START INFORMATION SHOWN

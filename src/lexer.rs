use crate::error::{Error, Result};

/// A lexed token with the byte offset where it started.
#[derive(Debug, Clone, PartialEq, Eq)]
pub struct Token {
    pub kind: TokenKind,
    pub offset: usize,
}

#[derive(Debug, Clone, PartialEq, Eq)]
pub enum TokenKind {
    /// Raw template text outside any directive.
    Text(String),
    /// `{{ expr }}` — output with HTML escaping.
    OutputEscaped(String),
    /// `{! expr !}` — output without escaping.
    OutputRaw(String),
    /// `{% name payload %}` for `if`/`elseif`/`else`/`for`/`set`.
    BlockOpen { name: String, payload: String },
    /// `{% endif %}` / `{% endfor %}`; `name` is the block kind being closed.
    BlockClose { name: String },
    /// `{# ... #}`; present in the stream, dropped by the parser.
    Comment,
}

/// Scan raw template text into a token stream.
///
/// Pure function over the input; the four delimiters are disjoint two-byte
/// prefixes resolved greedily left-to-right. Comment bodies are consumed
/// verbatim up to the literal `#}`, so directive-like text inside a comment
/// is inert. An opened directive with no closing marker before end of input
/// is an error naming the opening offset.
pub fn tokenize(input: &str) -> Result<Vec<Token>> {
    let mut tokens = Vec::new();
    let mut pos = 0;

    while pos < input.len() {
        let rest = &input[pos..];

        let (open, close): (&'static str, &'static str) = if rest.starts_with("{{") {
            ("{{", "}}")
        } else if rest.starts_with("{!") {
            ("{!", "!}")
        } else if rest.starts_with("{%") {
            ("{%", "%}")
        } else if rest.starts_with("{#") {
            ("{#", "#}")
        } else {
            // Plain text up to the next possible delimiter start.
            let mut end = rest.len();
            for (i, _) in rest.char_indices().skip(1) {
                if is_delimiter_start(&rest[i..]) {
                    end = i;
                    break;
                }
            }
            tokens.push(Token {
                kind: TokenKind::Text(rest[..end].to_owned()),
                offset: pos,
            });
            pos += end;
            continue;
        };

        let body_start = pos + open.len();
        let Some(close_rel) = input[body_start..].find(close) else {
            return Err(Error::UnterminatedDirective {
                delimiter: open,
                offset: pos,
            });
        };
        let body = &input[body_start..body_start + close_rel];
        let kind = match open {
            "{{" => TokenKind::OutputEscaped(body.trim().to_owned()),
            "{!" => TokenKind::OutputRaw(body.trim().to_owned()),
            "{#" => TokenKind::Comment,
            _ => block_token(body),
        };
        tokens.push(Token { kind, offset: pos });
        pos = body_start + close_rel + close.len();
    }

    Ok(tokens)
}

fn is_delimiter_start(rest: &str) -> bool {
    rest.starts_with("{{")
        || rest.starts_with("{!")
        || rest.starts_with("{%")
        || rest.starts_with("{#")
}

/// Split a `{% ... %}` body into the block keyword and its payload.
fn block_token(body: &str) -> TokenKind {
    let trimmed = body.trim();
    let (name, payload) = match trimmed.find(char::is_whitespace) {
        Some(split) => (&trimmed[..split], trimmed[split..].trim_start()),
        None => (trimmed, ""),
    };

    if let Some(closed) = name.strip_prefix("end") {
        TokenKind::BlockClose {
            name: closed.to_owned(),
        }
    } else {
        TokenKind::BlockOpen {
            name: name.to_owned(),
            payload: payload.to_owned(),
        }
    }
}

END INFORMATION SHOWN

#### [EXERCISE]
Above are some records; repeat all of them exactly.

#### [TASK RESULT]
filename src/lexer.rs
use crate::error::{Error, Result};

/// A lexed token with the byte offset where it started.
#[derive(Debug, Clone, PartialEq, Eq)]
pub struct Token {
    pub kind: TokenKind,
    pub offset: usize,
}

#[derive(Debug, Clone, PartialEq, Eq)]
pub enum TokenKind {
    /// Raw template text outside any directive.
    Text(String),
    /// `{{ expr }}` — output with HTML escaping.
    OutputEscaped(String),
    /// `{! expr !}` — output without escaping.
    OutputRaw(String),
    /// `{% name payload %}` for `if`/`elseif`/`else`/`for`/`set`.
    BlockOpen { name: String, payload: String },
    /// `{% endif %}` / `{% endfor %}`; `name` is the block kind being closed.
    BlockClose { name: String },
    /// `{# ... #}`; present in the stream, dropped by the parser.
    Comment,
}

/// Scan raw template text into a token stream.
///
/// Pure function over the input; the four delimiters are disjoint two-byte
/// prefixes resolved greedily left-to-right. Comment bodies are consumed
/// verbatim up to the literal `#}`, so directive-like text inside a comment
/// is inert. An opened directive with no closing marker before end of input
/// is an error naming the opening offset.
pub fn tokenize(input: &str) -> Result<Vec<Token>> {
    let mut tokens = Vec::new();
    let mut pos = 0;

    while pos < input.len() {
        let rest = &input[pos..];

        let (open, close): (&'static str, &'static str) = if rest.starts_with("{{") {
            ("{{", "}}")
        } else if rest.starts_with("{!") {
            ("{!", "!}")
        } else if rest.starts_with("{%") {
            ("{%", "%}")
        } else if rest.starts_with("{#") {
            ("{#", "#}")
        } else {
            // Plain text up to the next possible delimiter start.
            let mut end = rest.len();
            for (i, _) in rest.char_indices().skip(1) {
                if is_delimiter_start(&rest[i..]) {
                    end = i;
                    break;
                }
            }
            tokens.push(Token {
                kind: TokenKind::Text(rest[..end].to_owned()),
                offset: pos,
            });
            pos += end;
            continue;
        };

        let body_start = pos + open.len();
        let Some(close_rel) = input[body_start..].find(close) else {
            return Err(Error::UnterminatedDirective {
                delimiter: open,
                offset: pos,
            });
        };
        let body = &input[body_start..body_start + close_rel];
        let kind = match open {
            "{{" => TokenKind::OutputEscaped(body.trim().to_owned()),
            "{!" => TokenKind::OutputRaw(body.trim().to_owned()),
            "{#" => TokenKind::Comment,
            _ => block_token(body),
        };
        tokens.push(Token { kind, offset: pos });
        pos = body_start + close_rel + close.len();
    }

    Ok(tokens)
}

fn is_delimiter_start(rest: &str) -> bool {
    rest.starts_with("{{")
        || rest.starts_with("{!")
        || rest.starts_with("{%")
        || rest.starts_with("{#")
}

/// Split a `{% ... %}` body into the block keyword and its payload.
fn block_token(body: &str) -> TokenKind {
    let trimmed = body.trim();
    let (name, payload) = match trimmed.find(char::is_whitespace) {
        Some(split) => (&trimmed[..split], trimmed[split..].trim_start()),
        None => (trimmed, ""),
    };

    if let Some(closed) = name.strip_prefix("end") {
        TokenKind::BlockClose {
            name: closed.to_owned(),
        }
    } else {
        TokenKind::BlockOpen {
            name: name.to_owned(),
            payload: payload.to_owned(),
        }
    }
}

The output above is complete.